Kew Bridge


Part of PLA chart

Port of London Authority, Notices to Mariners U24 of 2009, Rules for Navigation of Vessels under Oars on the Tidal Thames:

Kew Road Bridge and Pier
The visibility on the bend in the vicinity of Kew Bridge is particularly restricted and passenger boats regularly manoeuvre on and off Kew Pier. All craft are to navigate with extreme caution in the area.
Power driven vessels are reminded to sound one prolonged blast when approaching the bridge from either direction (International Regulations – Rule 34a) and when leaving Kew Pier (PLA Byelaw - 36). All vessels are to listen carefully for and be guided by the sound signals.

Before 1759: Kew Ferry
1759: First Kew Bridge built by Robert Tunstall, opened in June. It had eleven arches of which four were of stone and seven of timber. Three thousand people used the bridge on the first day, each paying a penny toll.
1760: Prince George, riding from Kew Palace across Kew Bridge met a messenger and heard the news that George II was dead and that he was King George III.
1783: A new stone bridge with seven arches was begun.
1788: In the great frost, which began in November and lasted seven weeks, a sheep was roasted whole on the ice east of the nearly finished bridge.
1789, September: The second Kew Bridge (1789-1903) by James Paine, was opened.

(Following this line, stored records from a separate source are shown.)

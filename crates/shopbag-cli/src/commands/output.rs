//! Receipt rendering shared by `process` and `batch`.

use shopbag_core::Receipt;
use shopbag_core::models::config::OutputFormat as ConfigFormat;

#[derive(Clone, Copy, Debug, PartialEq, Eq, clap::ValueEnum)]
pub enum OutputFormat {
    /// JSON output
    Json,
    /// CSV output, one row per item
    Csv,
    /// Plain text summary
    Text,
}

impl From<ConfigFormat> for OutputFormat {
    fn from(format: ConfigFormat) -> Self {
        match format {
            ConfigFormat::Json => OutputFormat::Json,
            ConfigFormat::Csv => OutputFormat::Csv,
            ConfigFormat::Text => OutputFormat::Text,
        }
    }
}

impl OutputFormat {
    pub fn extension(&self) -> &'static str {
        match self {
            OutputFormat::Json => "json",
            OutputFormat::Csv => "csv",
            OutputFormat::Text => "txt",
        }
    }
}

pub fn format_receipt(
    receipt: &Receipt,
    format: OutputFormat,
    pretty: bool,
) -> anyhow::Result<String> {
    match format {
        OutputFormat::Json if pretty => Ok(serde_json::to_string_pretty(receipt)?),
        OutputFormat::Json => Ok(serde_json::to_string(receipt)?),
        OutputFormat::Csv => format_receipt_csv(receipt),
        OutputFormat::Text => Ok(format_receipt_text(receipt)),
    }
}

fn format_receipt_csv(receipt: &Receipt) -> anyhow::Result<String> {
    let mut wtr = csv::Writer::from_writer(vec![]);

    wtr.write_record([
        "merchant",
        "date",
        "total",
        "currency",
        "item_index",
        "name",
        "quantity",
        "price",
        "unit_price",
    ])?;

    let date = receipt.date.to_string();
    let total = receipt.total.to_string();

    // A receipt without items still gets its header row.
    if receipt.items.is_empty() {
        wtr.write_record([
            receipt.merchant.as_str(),
            &date,
            &total,
            &receipt.currency,
            "",
            "",
            "",
            "",
            "",
        ])?;
    }

    for (index, item) in receipt.items.iter().enumerate() {
        wtr.write_record([
            receipt.merchant.as_str(),
            &date,
            &total,
            &receipt.currency,
            &index.to_string(),
            &item.name,
            &item.quantity.to_string(),
            &item.price.to_string(),
            &item.unit_price.to_string(),
        ])?;
    }

    let data = String::from_utf8(wtr.into_inner()?)?;
    Ok(data)
}

fn format_receipt_text(receipt: &Receipt) -> String {
    let mut output = String::new();

    output.push_str(&format!("Merchant: {}\n", receipt.merchant));
    output.push_str(&format!("Date:     {}\n", receipt.date));
    output.push('\n');

    output.push_str(&format!("Items ({}):\n", receipt.items.len()));
    for item in &receipt.items {
        let name = if item.name.is_empty() { "(unnamed)" } else { &item.name };
        if item.unit_price.is_zero() {
            output.push_str(&format!("  {} x {} = {}\n", item.quantity, name, item.price));
        } else {
            output.push_str(&format!(
                "  {} x {} @ {} = {}\n",
                item.quantity, name, item.unit_price, item.price
            ));
        }
    }
    output.push('\n');

    output.push_str(&format!("Total:    {} {}\n", receipt.total, receipt.currency));

    output
}

#[cfg(test)]
mod tests {
    use super::*;
    use chrono::NaiveDate;
    use rust_decimal::Decimal;
    use shopbag_core::ReceiptItem;

    fn receipt() -> Receipt {
        Receipt {
            merchant: "MART".to_string(),
            date: NaiveDate::from_ymd_opt(2024, 6, 15).unwrap(),
            total: Decimal::new(2350, 2),
            currency: "EUR".to_string(),
            items: vec![
                ReceiptItem {
                    name: "Bread".to_string(),
                    quantity: Decimal::from(2),
                    price: Decimal::new(400, 2),
                    unit_price: Decimal::new(200, 2),
                },
                ReceiptItem {
                    name: String::new(),
                    quantity: Decimal::ONE,
                    price: Decimal::new(1950, 2),
                    unit_price: Decimal::ZERO,
                },
            ],
        }
    }

    #[test]
    fn test_csv_one_row_per_item() {
        let csv = format_receipt(&receipt(), OutputFormat::Csv, false).unwrap();
        let lines: Vec<&str> = csv.lines().collect();

        assert_eq!(lines.len(), 3);
        assert_eq!(lines[1], "MART,2024-06-15,23.50,EUR,0,Bread,2,4.00,2.00");
        assert_eq!(lines[2], "MART,2024-06-15,23.50,EUR,1,,1,19.50,0");
    }

    #[test]
    fn test_csv_without_items() {
        let mut receipt = receipt();
        receipt.items.clear();

        let csv = format_receipt(&receipt, OutputFormat::Csv, false).unwrap();
        assert_eq!(csv.lines().nth(1), Some("MART,2024-06-15,23.50,EUR,,,,,"));
    }

    #[test]
    fn test_text_summary() {
        let text = format_receipt(&receipt(), OutputFormat::Text, false).unwrap();

        assert!(text.contains("Merchant: MART"));
        assert!(text.contains("2 x Bread @ 2.00 = 4.00"));
        assert!(text.contains("1 x (unnamed) = 19.50"));
        assert!(text.contains("Total:    23.50 EUR"));
    }

    #[test]
    fn test_json_pretty() {
        let compact = format_receipt(&receipt(), OutputFormat::Json, false).unwrap();
        let pretty = format_receipt(&receipt(), OutputFormat::Json, true).unwrap();

        assert!(!compact.contains('\n'));
        assert!(pretty.contains("\n  \"merchant\": \"MART\""));
    }
}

1802: Picturesque View on the Thames, Samuel Ireland -

THE present handsome stone bridge at Kew, from a design of the late Mr. Payne, is in its construction simple, yet elegant, and does credit to the skill of its architect.
THE form of this bridge is much hurt by the necessary addition of so many brick arches at either end, particularly those which have been occasioned by the marshy situation of this shore on the Surry side.
It was erected nearly parallel with the old structure, which did not stand more than thirty years, the act of parliament having passed for its building in 1758.
The present bridge was opened for carriages, &c. on the King's birthday, the 4th of June, 1790.
THE advantages of the Kew bridge tontine, which has been established only a few years, I am informed are so great as to produce a net interest to the last class of subscribers, of more than nine per cent.

Kew Bridge 1802, Ireland
Second Kew Bridge (1789-1903) Ireland in 1802.

Kew Bridge 1805, Turner
Kew Bridge, with Brentford Eyot in the Foreground and Strand-on-Green Seen through the Arches: Low Tide 1805
Turner

1859: The Thames, Mr & Mrs Hall

KEW BRIDGE
KEW BRIDGE

The Bridge at Kew is a comparatively modern structure. Looking eastward [actually westward to Brentford Ait] a pleasant ait fortunately takes away from Kew and its river walks the view of "Brentford's tedious town."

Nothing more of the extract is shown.